TASK PROMPT: Every line in the entries where "LightSensorConfig" is found should be copied.

GIVEN RECORDS:
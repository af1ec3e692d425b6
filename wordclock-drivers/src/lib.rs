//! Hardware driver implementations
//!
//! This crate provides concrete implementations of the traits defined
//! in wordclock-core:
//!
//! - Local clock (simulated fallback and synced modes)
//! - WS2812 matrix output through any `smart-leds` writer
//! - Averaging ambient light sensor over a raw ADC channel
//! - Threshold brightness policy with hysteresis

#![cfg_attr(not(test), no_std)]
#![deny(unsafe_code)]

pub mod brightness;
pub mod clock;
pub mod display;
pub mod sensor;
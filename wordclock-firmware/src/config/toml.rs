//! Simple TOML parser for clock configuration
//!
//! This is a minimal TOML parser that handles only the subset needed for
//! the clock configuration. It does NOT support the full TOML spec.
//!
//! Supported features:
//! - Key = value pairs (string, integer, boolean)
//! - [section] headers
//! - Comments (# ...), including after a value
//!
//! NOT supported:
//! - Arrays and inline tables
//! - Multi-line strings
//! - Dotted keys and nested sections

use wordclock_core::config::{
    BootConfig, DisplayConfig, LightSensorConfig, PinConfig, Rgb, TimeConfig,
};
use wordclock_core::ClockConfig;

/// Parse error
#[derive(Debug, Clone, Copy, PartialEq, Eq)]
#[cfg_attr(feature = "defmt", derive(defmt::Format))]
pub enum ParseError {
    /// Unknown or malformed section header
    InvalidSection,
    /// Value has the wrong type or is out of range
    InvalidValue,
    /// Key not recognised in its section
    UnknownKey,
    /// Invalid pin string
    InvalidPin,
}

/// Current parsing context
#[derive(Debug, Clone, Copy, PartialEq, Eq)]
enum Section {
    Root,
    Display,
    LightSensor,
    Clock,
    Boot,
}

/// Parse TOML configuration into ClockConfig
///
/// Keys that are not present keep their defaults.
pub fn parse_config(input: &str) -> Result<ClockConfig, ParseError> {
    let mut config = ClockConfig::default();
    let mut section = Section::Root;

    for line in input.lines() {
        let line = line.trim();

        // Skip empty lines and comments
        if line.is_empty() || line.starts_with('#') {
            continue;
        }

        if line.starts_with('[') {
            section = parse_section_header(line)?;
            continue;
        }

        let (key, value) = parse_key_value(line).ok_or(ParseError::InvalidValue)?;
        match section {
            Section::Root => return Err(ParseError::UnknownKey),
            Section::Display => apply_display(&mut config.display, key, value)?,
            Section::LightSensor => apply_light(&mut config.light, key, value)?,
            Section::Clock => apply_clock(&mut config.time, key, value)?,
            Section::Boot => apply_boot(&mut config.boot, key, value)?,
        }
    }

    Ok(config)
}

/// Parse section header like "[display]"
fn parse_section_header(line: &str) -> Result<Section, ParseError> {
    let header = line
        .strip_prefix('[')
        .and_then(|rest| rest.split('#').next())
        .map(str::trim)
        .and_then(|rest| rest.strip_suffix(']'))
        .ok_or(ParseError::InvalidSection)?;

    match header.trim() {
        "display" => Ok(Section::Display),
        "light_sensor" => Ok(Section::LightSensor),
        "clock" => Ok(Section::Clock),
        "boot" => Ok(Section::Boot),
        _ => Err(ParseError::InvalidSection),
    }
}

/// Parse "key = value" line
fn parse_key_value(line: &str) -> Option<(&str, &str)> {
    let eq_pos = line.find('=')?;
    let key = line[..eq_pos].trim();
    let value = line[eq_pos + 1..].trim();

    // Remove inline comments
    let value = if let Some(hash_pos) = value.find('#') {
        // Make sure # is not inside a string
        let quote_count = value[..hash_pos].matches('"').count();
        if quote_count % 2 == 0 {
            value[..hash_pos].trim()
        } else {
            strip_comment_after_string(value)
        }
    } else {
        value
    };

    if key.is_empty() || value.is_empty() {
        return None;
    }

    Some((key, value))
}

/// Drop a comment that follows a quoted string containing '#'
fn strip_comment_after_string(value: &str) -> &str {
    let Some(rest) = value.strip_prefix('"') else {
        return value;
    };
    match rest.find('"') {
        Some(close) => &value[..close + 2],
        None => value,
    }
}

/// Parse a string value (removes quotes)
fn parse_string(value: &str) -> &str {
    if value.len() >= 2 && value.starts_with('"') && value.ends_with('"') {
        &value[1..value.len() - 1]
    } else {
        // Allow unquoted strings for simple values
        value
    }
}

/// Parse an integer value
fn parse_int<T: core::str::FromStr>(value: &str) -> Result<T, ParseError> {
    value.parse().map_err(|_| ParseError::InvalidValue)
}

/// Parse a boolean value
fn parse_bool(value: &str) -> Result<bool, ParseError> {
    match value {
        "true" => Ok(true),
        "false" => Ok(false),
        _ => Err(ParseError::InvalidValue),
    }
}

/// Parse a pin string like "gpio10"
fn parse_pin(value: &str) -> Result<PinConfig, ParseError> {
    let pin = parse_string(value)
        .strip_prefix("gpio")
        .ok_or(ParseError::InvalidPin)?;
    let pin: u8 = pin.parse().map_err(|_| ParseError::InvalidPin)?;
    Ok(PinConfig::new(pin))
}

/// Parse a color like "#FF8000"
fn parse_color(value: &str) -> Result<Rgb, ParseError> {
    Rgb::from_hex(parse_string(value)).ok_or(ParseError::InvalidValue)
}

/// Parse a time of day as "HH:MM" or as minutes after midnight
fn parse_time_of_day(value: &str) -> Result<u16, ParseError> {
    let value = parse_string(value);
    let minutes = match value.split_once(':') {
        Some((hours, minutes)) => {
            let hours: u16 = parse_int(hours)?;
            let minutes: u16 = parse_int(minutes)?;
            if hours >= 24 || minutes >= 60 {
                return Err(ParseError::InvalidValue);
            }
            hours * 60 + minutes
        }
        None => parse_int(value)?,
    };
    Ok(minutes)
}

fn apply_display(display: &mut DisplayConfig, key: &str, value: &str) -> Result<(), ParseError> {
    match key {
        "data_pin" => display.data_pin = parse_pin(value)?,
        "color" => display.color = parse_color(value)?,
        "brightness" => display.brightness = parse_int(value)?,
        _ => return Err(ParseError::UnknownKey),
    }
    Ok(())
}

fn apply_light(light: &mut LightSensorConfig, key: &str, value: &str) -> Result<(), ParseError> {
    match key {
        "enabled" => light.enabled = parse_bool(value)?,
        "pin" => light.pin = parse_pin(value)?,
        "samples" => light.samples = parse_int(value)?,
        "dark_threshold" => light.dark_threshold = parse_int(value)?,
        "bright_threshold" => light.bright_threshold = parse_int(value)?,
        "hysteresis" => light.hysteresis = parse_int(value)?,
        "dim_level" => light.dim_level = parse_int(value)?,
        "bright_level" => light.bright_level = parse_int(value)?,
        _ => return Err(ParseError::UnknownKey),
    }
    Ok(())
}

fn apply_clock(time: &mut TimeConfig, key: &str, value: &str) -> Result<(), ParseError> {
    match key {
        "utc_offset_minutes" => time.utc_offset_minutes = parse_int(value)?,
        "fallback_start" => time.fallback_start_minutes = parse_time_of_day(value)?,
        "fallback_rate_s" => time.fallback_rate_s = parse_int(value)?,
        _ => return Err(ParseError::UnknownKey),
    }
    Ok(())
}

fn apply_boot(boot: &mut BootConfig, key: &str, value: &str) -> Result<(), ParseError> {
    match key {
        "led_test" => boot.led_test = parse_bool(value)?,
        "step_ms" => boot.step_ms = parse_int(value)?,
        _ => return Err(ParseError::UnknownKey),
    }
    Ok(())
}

COMPLETED TASK:
    BootConfig, DisplayConfig, LightSensorConfig, PinConfig, Rgb, TimeConfig,
fn apply_light(light: &mut LightSensorConfig, key: &str, value: &str) -> Result<(), ParseError> {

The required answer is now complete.